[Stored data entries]
-------

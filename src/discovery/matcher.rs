//! File matching functionality
//!
//! Predicates compose as "any of": a file is selected when at least one
//! predicate accepts it, and an empty predicate set accepts everything.

use std::path::Path;

use log::trace;

use crate::discovery::EntryInfo;
use crate::query::Predicate;

/// Checks a regular file against a predicate set
///
/// # Arguments
/// * `predicates` - The predicates of the query, in insertion order
/// * `path` - Absolute path of the file
/// * `info` - Metadata of the file
///
/// # Returns
/// * `bool` - True when the set is empty or any predicate matches
pub fn is_match(predicates: &[Predicate], path: &Path, info: &EntryInfo) -> bool {
    if predicates.is_empty() {
        return true;
    }

    let matched = predicates
        .iter()
        .any(|predicate| predicate.matches(path, info));

    trace!(
        "{} {} against {} predicates",
        path.display(),
        if matched { "matched" } else { "did not match" },
        predicates.len()
    );

    matched
}
//! Filesystem access used by the walker
//!
//! The walker only needs two primitives: listing a directory and reading the
//! metadata of a single entry. Keeping them behind [`FileSystem`] lets tests
//! drive the walk over trees that would be awkward to build on disk, such as
//! directories that cannot be read.

use std::fs::{self, Metadata};
use std::io;
use std::path::{Path, PathBuf};

use log::debug;

use crate::utils::base_name;

/// Kind of a filesystem entry, as seen without following symlinks
#[derive(Debug, Clone, Copy, PartialEq, Eq)]
pub enum EntryKind {
    /// A regular file
    File,
    /// A directory
    Directory,
    /// A symbolic link (never followed)
    Symlink,
    /// Sockets, fifos, devices
    Other,
}

/// Metadata handed to predicates for every regular file
#[derive(Debug, Clone, PartialEq, Eq)]
pub struct EntryInfo {
    name: String,
    len: u64,
    kind: EntryKind,
}

impl EntryInfo {
    /// Creates entry information from its parts
    pub fn new(name: impl Into<String>, len: u64, kind: EntryKind) -> Self {
        EntryInfo {
            name: name.into(),
            len,
            kind,
        }
    }

    /// Builds entry information from `symlink_metadata` of `path`
    pub fn from_metadata(path: &Path, metadata: &Metadata) -> Self {
        let file_type = metadata.file_type();
        let kind = if file_type.is_symlink() {
            EntryKind::Symlink
        } else if file_type.is_dir() {
            EntryKind::Directory
        } else if file_type.is_file() {
            EntryKind::File
        } else {
            EntryKind::Other
        };

        EntryInfo::new(base_name(path), metadata.len(), kind)
    }

    /// Base name of the entry
    pub fn name(&self) -> &str {
        &self.name
    }

    /// Length in bytes
    pub fn len(&self) -> u64 {
        self.len
    }

    /// Whether the entry holds zero bytes
    pub fn is_empty(&self) -> bool {
        self.len == 0
    }

    pub fn kind(&self) -> EntryKind {
        self.kind
    }

    pub fn is_file(&self) -> bool {
        self.kind == EntryKind::File
    }

    pub fn is_dir(&self) -> bool {
        self.kind == EntryKind::Directory
    }
}

/// Directory listing and metadata primitives consumed by the walker
pub trait FileSystem {
    /// Lists the children of `dir` as full paths, in any order
    ///
    /// # Errors
    /// Returns an error if `dir` does not exist or cannot be read
    fn list(&self, dir: &Path) -> io::Result<Vec<PathBuf>>;

    /// Reads the metadata of `path` without following a final symlink
    ///
    /// # Errors
    /// Returns an error if the entry vanished or cannot be inspected
    fn stat(&self, path: &Path) -> io::Result<EntryInfo>;
}

/// [`FileSystem`] backed by `std::fs`
#[derive(Debug, Clone, Copy, Default)]
pub struct LocalFileSystem;

impl FileSystem for LocalFileSystem {
    fn list(&self, dir: &Path) -> io::Result<Vec<PathBuf>> {
        let entries = fs::read_dir(dir)?
            .filter_map(|entry| match entry {
                Ok(entry) => Some(entry.path()),
                Err(e) => {
                    debug!("Skipping unreadable entry in {}: {e}", dir.display());
                    None
                }
            })
            .collect();

        Ok(entries)
    }

    fn stat(&self, path: &Path) -> io::Result<EntryInfo> {
        let metadata = fs::symlink_metadata(path)?;
        Ok(EntryInfo::from_metadata(path, &metadata))
    }
}
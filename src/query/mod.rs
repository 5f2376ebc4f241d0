//! Search queries
//!
//! A [`Query`] accumulates a root, a depth bound and a list of predicates,
//! then hands itself to the [`Walker`](crate::discovery::Walker).

mod predicate;

use std::env;
use std::path::{Path, PathBuf};

pub use predicate::{FilterFn, Predicate};

use crate::constants::DEFAULT_MAX_DEPTH;
use crate::discovery::{EntryInfo, Walker};
use crate::errors::{Result, file_operation_error};

/// One search configuration
///
/// Predicates combine with logical OR: a file is selected when any of them
/// holds, and a query without predicates selects every regular file.
///
/// # Examples
/// ```no_run
/// use filehound::Query;
///
/// # fn main() -> filehound::Result<()> {
/// let files = Query::new("./fixtures")
///     .ext(["json"])
///     .glob("report-*")?
///     .depth(2)
///     .find();
/// # Ok(())
/// # }
/// ```
#[derive(Debug, Clone)]
pub struct Query {
    root: PathBuf,
    max_depth: usize,
    predicates: Vec<Predicate>,
}

impl Query {
    /// Creates a query rooted at `root` with the default depth and no predicates
    pub fn new(root: impl Into<PathBuf>) -> Self {
        Query {
            root: root.into(),
            max_depth: DEFAULT_MAX_DEPTH,
            predicates: Vec::new(),
        }
    }

    /// Creates a query rooted at the process working directory
    ///
    /// # Errors
    /// Returns an error if the working directory cannot be determined
    pub fn in_current_dir() -> Result<Self> {
        let cwd = env::current_dir().map_err(|e| {
            file_operation_error(e, PathBuf::from("."), "resolve working directory")
        })?;
        Ok(Query::new(cwd))
    }

    /// Replaces the search root
    pub fn path(mut self, root: impl Into<PathBuf>) -> Self {
        self.root = root.into();
        self
    }

    /// Replaces the recursion bound; 0 searches only the root's direct children
    pub fn depth(mut self, max_depth: usize) -> Self {
        self.max_depth = max_depth;
        self
    }

    /// Appends a predicate
    pub fn predicate(mut self, predicate: Predicate) -> Self {
        self.predicates.push(predicate);
        self
    }

    /// Appends an arbitrary filter function
    pub fn filter<F>(self, filter: F) -> Self
    where
        F: Fn(&Path, &EntryInfo) -> bool + Send + Sync + 'static,
    {
        self.predicate(Predicate::custom(filter))
    }

    /// Selects files with any of the given extensions
    pub fn ext<I, S>(self, exts: I) -> Self
    where
        I: IntoIterator<Item = S>,
        S: AsRef<str>,
    {
        self.predicate(Predicate::extension(exts))
    }

    /// Selects files of exactly `bytes` bytes
    pub fn size(self, bytes: u64) -> Self {
        self.predicate(Predicate::size(bytes))
    }

    /// Selects empty files
    pub fn empty(self) -> Self {
        self.predicate(Predicate::empty())
    }

    /// Selects files whose base name matches a shell glob
    ///
    /// # Errors
    /// Returns an error if the pattern is malformed
    pub fn glob(self, pattern: &str) -> Result<Self> {
        Ok(self.predicate(Predicate::glob(pattern)?))
    }

    /// Selects files whose full path matches a regular expression
    ///
    /// # Errors
    /// Returns an error if the pattern does not compile
    pub fn regex(self, pattern: &str) -> Result<Self> {
        Ok(self.predicate(Predicate::regex(pattern)?))
    }

    pub fn root(&self) -> &Path {
        &self.root
    }

    pub fn max_depth(&self) -> usize {
        self.max_depth
    }

    pub fn predicates(&self) -> &[Predicate] {
        &self.predicates
    }

    /// Walks the local filesystem and returns the matching files
    pub fn find(self) -> Vec<PathBuf> {
        Walker::new().search(self)
    }
}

-------

Give back exactly the lines from the beginning of the records through the line containing "any predicate matches", and only those.

== Written answer ==
filename src/discovery/matcher.rs
//! File matching functionality
//!
//! Predicates compose as "any of": a file is selected when at least one
//! predicate accepts it, and an empty predicate set accepts everything.

use std::path::Path;

use log::trace;

use crate::discovery::EntryInfo;
use crate::query::Predicate;

/// Checks a regular file against a predicate set
///
/// # Arguments
/// * `predicates` - The predicates of the query, in insertion order
/// * `path` - Absolute path of the file
/// * `info` - Metadata of the file
///
/// # Returns
/// * `bool` - True when the set is empty or any predicate matches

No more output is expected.